• [Task instructions]: Read through the listing below and return only the lines containing "match".

——————————

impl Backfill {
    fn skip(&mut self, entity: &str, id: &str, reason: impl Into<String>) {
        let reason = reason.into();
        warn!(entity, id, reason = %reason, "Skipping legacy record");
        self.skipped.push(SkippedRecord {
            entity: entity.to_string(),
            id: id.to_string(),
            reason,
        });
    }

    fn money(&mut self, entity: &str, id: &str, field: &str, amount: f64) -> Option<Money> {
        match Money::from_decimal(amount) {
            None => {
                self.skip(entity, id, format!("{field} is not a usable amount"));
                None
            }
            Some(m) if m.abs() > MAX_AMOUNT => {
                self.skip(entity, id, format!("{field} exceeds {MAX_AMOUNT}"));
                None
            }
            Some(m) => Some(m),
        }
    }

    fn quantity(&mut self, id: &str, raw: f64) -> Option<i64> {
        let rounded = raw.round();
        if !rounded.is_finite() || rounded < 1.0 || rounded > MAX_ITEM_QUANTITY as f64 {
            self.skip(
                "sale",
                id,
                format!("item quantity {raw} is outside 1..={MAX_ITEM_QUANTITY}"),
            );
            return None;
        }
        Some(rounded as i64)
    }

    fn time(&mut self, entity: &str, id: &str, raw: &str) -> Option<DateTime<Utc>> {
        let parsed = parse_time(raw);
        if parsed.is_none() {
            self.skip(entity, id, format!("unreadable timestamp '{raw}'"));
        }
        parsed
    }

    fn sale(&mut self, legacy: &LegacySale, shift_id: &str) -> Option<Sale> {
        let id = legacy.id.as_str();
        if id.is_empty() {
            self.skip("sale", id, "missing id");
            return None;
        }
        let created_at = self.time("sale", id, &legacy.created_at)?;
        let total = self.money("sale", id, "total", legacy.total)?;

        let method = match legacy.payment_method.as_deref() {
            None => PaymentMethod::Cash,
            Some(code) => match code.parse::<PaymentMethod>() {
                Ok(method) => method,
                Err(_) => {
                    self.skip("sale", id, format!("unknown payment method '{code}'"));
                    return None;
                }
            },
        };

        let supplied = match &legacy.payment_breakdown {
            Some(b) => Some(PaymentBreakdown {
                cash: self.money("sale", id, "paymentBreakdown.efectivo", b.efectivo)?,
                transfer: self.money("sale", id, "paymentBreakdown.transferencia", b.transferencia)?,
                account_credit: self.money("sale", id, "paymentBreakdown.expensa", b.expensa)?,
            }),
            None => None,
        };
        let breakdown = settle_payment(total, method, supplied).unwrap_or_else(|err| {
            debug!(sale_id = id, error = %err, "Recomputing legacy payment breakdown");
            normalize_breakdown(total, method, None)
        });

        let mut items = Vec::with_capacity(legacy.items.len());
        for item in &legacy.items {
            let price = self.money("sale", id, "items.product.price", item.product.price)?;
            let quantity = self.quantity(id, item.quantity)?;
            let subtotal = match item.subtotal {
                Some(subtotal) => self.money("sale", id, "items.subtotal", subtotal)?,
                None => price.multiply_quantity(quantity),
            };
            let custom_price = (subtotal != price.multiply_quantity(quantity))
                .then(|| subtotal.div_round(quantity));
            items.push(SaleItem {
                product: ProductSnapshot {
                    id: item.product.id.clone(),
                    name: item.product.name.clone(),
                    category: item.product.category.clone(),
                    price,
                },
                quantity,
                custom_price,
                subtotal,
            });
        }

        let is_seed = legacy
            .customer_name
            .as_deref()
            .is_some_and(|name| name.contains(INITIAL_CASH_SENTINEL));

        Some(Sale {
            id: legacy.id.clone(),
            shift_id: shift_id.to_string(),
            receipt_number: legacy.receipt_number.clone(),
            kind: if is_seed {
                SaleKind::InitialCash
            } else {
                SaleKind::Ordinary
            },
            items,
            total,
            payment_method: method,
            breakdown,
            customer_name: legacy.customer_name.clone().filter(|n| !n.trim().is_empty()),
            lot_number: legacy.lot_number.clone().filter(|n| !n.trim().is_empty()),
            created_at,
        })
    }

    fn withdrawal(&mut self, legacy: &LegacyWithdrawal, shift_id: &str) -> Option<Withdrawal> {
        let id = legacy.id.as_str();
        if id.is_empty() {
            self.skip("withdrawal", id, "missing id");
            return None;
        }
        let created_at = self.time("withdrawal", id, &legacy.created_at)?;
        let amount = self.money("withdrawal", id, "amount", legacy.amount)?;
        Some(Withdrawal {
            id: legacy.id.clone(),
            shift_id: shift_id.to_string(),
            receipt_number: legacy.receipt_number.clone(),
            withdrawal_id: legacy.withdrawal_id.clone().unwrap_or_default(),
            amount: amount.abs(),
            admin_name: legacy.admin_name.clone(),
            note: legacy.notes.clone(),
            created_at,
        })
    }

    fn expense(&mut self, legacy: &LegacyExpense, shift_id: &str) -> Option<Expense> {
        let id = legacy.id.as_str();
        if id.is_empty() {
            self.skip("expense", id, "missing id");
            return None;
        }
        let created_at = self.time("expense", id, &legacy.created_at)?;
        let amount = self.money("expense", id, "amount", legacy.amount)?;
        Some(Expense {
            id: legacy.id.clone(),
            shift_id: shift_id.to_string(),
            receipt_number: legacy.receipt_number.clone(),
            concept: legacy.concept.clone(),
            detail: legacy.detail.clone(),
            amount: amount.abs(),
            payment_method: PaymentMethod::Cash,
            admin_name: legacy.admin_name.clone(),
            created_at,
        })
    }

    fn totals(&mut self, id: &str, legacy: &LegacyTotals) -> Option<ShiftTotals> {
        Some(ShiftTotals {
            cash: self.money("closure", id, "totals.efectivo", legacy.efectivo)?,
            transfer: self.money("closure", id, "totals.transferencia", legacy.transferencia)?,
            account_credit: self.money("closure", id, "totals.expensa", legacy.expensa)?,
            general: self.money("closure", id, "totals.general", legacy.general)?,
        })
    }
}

——————————

• [Answer for this exercise]:
        match Money::from_decimal(amount) {
        let method = match legacy.payment_method.as_deref() {
            Some(code) => match code.parse::<PaymentMethod>() {
        let supplied = match &legacy.payment_breakdown {
            let subtotal = match item.subtotal {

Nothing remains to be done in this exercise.